Still, Amin admitted that getting to “100 percent renewables…is completely a fool’s paradise” and that gas will still have an important role to play. “There is going to be a mix,” he said, and “we need to ensure that that is an optimal mix.” Al Nuaimi argued that gas can provide a critical backstop to renewable energy, as gas “is a source of energy that does not rely on the days of the month where the wind is blowing and the sun is shining.” Adequate storage remains a key challenge for renewables to overcome, Alverà added, as “what you can achieve in California and Australia with batteries you cannot achieve in other parts of the world.” Additionally, countries and areas that do not have copious solar or wind resources will continue to rely on gas, according to Alvera, as countries should not “kid ourselves that you can transport energy over long distances,” without considerable loss.

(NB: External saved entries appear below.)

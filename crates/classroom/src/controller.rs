//! Speaker selection: who talks next.
//!
//! Four rules, applied in order:
//!
//! 1. **Direct address** (absolute priority): a student utterance naming a
//!    persona by any alias picks that persona outright.
//! 2. **Candidate pool**: after a student turn every persona competes; after
//!    a persona turn that persona sits out one round (no back-to-back
//!    speaking); an unrecognized last speaker opens the full roster.
//! 3. **Scoring**: the completion service scores every candidate 0-10 as a
//!    JSON object; fractional or out-of-range values are discarded. Any
//!    failure or empty result degrades to uniform random scores in 1-10.
//! 4. **Selection**: unknown score keys are discarded (neutral 5 if nothing
//!    valid remains); the top scorer wins, except a top-two gap of at most 1
//!    is a tie resolved by coin flip.
//!
//! The random source is owned state, seedable for deterministic tests.

use std::sync::Arc;

use chalkmate_core::error::RosterError;
use chalkmate_core::{CompletionRequest, CompletionService, Persona, Result, Speaker};
use rand::rngs::StdRng;
use rand::{Rng, SeedableRng};
use tracing::{debug, info, warn};

const SCHEDULER_ROLE: &str = "You are the classroom scheduler. Respond with JSON only.";

/// Top-two score gap at or below this is treated as a tie.
const TIE_THRESHOLD: i64 = 1;

/// Neutral score assigned when no valid scores survive filtering.
const NEUTRAL_SCORE: i64 = 5;

/// Decides which persona speaks next.
pub struct SpeakerController {
    roster: Vec<Persona>,
    service: Arc<dyn CompletionService>,
    temperature: f32,
    history_window: usize,
    rng: StdRng,
}

impl SpeakerController {
    pub fn new(
        roster: Vec<Persona>,
        service: Arc<dyn CompletionService>,
        temperature: f32,
        history_window: usize,
    ) -> Self {
        Self {
            roster,
            service,
            temperature,
            history_window,
            rng: StdRng::from_os_rng(),
        }
    }

    /// Replace the random source with a seeded one, for reproducible runs.
    pub fn with_seed(mut self, seed: u64) -> Self {
        self.rng = StdRng::seed_from_u64(seed);
        self
    }

    pub fn roster(&self) -> &[Persona] {
        &self.roster
    }

    /// Select the next speaker given the last turn.
    ///
    /// Fails only on roster misconfiguration (empty candidate pool);
    /// completion failures degrade to random scoring internally.
    pub async fn select_speaker(
        &mut self,
        last_speaker: &Speaker,
        last_utterance: &str,
        ctx: &crate::context::ConversationContext,
    ) -> Result<Persona> {
        // Rule 1: student direct address bypasses scoring entirely.
        if last_speaker.is_student() {
            if let Some(persona) = self
                .roster
                .iter()
                .find(|p| p.mentioned_in(last_utterance))
            {
                info!(persona = %persona.name, "Student addressed a persona directly");
                return Ok(persona.clone());
            }
        }

        // Rule 2: candidate pool with single-step anti-repetition.
        let pool = self.candidate_pool(last_speaker)?;

        // Rule 3: LLM scoring with a uniform-random fallback.
        let scores = self.score_candidates(&pool, last_speaker, last_utterance, ctx).await;

        // Rule 4: threshold selection over the filtered score map.
        let name = self.pick(&pool, scores);
        let persona = pool
            .into_iter()
            .find(|p| p.name == name)
            .ok_or_else(|| RosterError::UnknownPersona(name.clone()))?;

        info!(persona = %persona.name, "Speaker selected");
        Ok(persona)
    }

    /// The personas eligible to speak after `last_speaker`.
    fn candidate_pool(&self, last_speaker: &Speaker) -> Result<Vec<Persona>> {
        let pool: Vec<Persona> = match last_speaker {
            // Student just spoke: everyone competes.
            Speaker::Student | Speaker::System => self.roster.clone(),
            Speaker::Persona(name) => {
                if self.roster.iter().any(|p| &p.name == name) {
                    // A persona just spoke and the student is silent:
                    // exclude it so nobody speaks twice in a row.
                    self.roster
                        .iter()
                        .filter(|p| &p.name != name)
                        .cloned()
                        .collect()
                } else {
                    // Unrecognized last speaker: open the full roster.
                    self.roster.clone()
                }
            }
        };

        if pool.is_empty() {
            return Err(RosterError::NoEligibleCandidate(format!(
                "no persona eligible after speaker '{last_speaker}'"
            ))
            .into());
        }

        Ok(pool)
    }

    /// Ask the completion service to score each candidate 0-10; degrade to
    /// uniform random scores in 1-10 on any failure.
    async fn score_candidates(
        &mut self,
        pool: &[Persona],
        last_speaker: &Speaker,
        last_utterance: &str,
        ctx: &crate::context::ConversationContext,
    ) -> Vec<(String, i64)> {
        let situation = if last_speaker.is_student() {
            format!("The student just asked: '{last_utterance}'")
        } else {
            format!(
                "Teaching assistant [{last_speaker}] just finished speaking: \
                '{last_utterance}', and the student is staying silent"
            )
        };

        let roles: String = pool
            .iter()
            .map(|p| format!("- {}: {}", p.name, p.role_description))
            .collect::<Vec<_>>()
            .join("\n");

        let names: Vec<&str> = pool.iter().map(|p| p.name.as_str()).collect();

        let prompt = format!(
            "Conversation history:\n{}\n\n\
            Current situation: {situation}\n\n\
            Teaching-assistant roles:\n{roles}\n\n\
            Given the state of the discussion, which assistant is best placed to take \
            the floor and move the teaching forward?\n\
            Candidates: {names:?}\n\n\
            Score every candidate from 0 to 10.\n\
            Return a JSON object mapping candidate name to integer score, \
            e.g. {{\"{first}\": 8}}.",
            ctx.recent_summary(self.history_window),
            first = names[0],
        );

        let request = CompletionRequest::json(SCHEDULER_ROLE, prompt, self.temperature);

        let raw = match self.service.complete(request).await {
            Ok(text) => text,
            Err(e) => {
                warn!(error = %e, "Scoring call failed, falling back to random scores");
                return self.random_scores(pool);
            }
        };

        match parse_scores(&raw) {
            Some(scores) if !scores.is_empty() => {
                debug!(?scores, "Candidate scores received");
                scores
            }
            _ => {
                warn!(raw = %raw, "Score JSON unusable, falling back to random scores");
                self.random_scores(pool)
            }
        }
    }

    fn random_scores(&mut self, pool: &[Persona]) -> Vec<(String, i64)> {
        pool.iter()
            .map(|p| (p.name.clone(), self.rng.random_range(1..=10)))
            .collect()
    }

    /// Filter scores to the pool, default to neutral if nothing valid
    /// remains, then apply the tie-break threshold over the top two.
    fn pick(&mut self, pool: &[Persona], scores: Vec<(String, i64)>) -> String {
        // Discard unknown or stale keys, preserving roster (pool) order.
        let mut valid: Vec<(String, i64)> = pool
            .iter()
            .filter_map(|p| {
                scores
                    .iter()
                    .find(|(name, _)| name == &p.name)
                    .map(|(_, score)| (p.name.clone(), *score))
            })
            .collect();

        if valid.is_empty() {
            valid = pool
                .iter()
                .map(|p| (p.name.clone(), NEUTRAL_SCORE))
                .collect();
        }

        // Stable sort keeps pool order among equal scores.
        valid.sort_by_key(|(_, score)| std::cmp::Reverse(*score));

        if valid.len() == 1 {
            return valid[0].0.clone();
        }

        let (top_name, top_score) = &valid[0];
        let (second_name, second_score) = &valid[1];

        if top_score - second_score <= TIE_THRESHOLD {
            let coin = self.rng.random_bool(0.5);
            debug!(top = %top_name, second = %second_name, coin, "Tie-break between top two");
            if coin {
                top_name.clone()
            } else {
                second_name.clone()
            }
        } else {
            top_name.clone()
        }
    }
}

/// Parse the scoring response into (name, score) pairs. The model is asked
/// for integers in 0-10; entries that are fractional or outside that range
/// are discarded rather than repaired, so the random fallback stays the
/// single recovery mechanism. Non-object responses yield `None`.
fn parse_scores(raw: &str) -> Option<Vec<(String, i64)>> {
    let value: serde_json::Value = serde_json::from_str(raw).ok()?;
    let object = value.as_object()?;

    let scores: Vec<(String, i64)> = object
        .iter()
        .filter_map(|(name, v)| {
            let score = v
                .as_i64()
                .or_else(|| v.as_f64().filter(|f| f.fract() == 0.0).map(|f| f as i64))?;
            (0..=10).contains(&score).then(|| (name.clone(), score))
        })
        .collect();

    Some(scores)
}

Although Amin pushed back that significant technological progress has been made on both the storage and transportation questions, especially in China where the government has invested a lot of money into new renewable technologies, he agreed that gas will continue to play a role for those who cannot access renewable energy sources and even in places that depend mainly on renewable production, such as rural Africa, where solar panels can provide electricity, but “replacing firewood and coal for cooking” with gas “will be critical” to reducing emissions.

Technology could also make a transition from gas to renewable energies easier, Alverà explained, as new technology could “produce green hydrogen from renewables in the next five years.” Hydrogen “behaves like natural gas,” he said, but “has the beauty that it can be produced by electricity.” If technology can perfect the process of creating hydrogen from solar, wind, or hydroelectric power, “we can turn the gas pipelines into essence free storage” for the green hydrogen, which would be perhaps ten times cheaper to store than green electricity.

The panelists all agreed that there will not be a one-size-fits-all solution for every country’s energy mix. Renewables and gas will likely have to work together to achieve the ambitious decarbonization efforts needed to combat climate change. Technology, cost, and changes to demand will all be critical factors in determining the future of gas, either as a key bedrock of the future energy mix, or a bridge to increased reliance on renewable energies.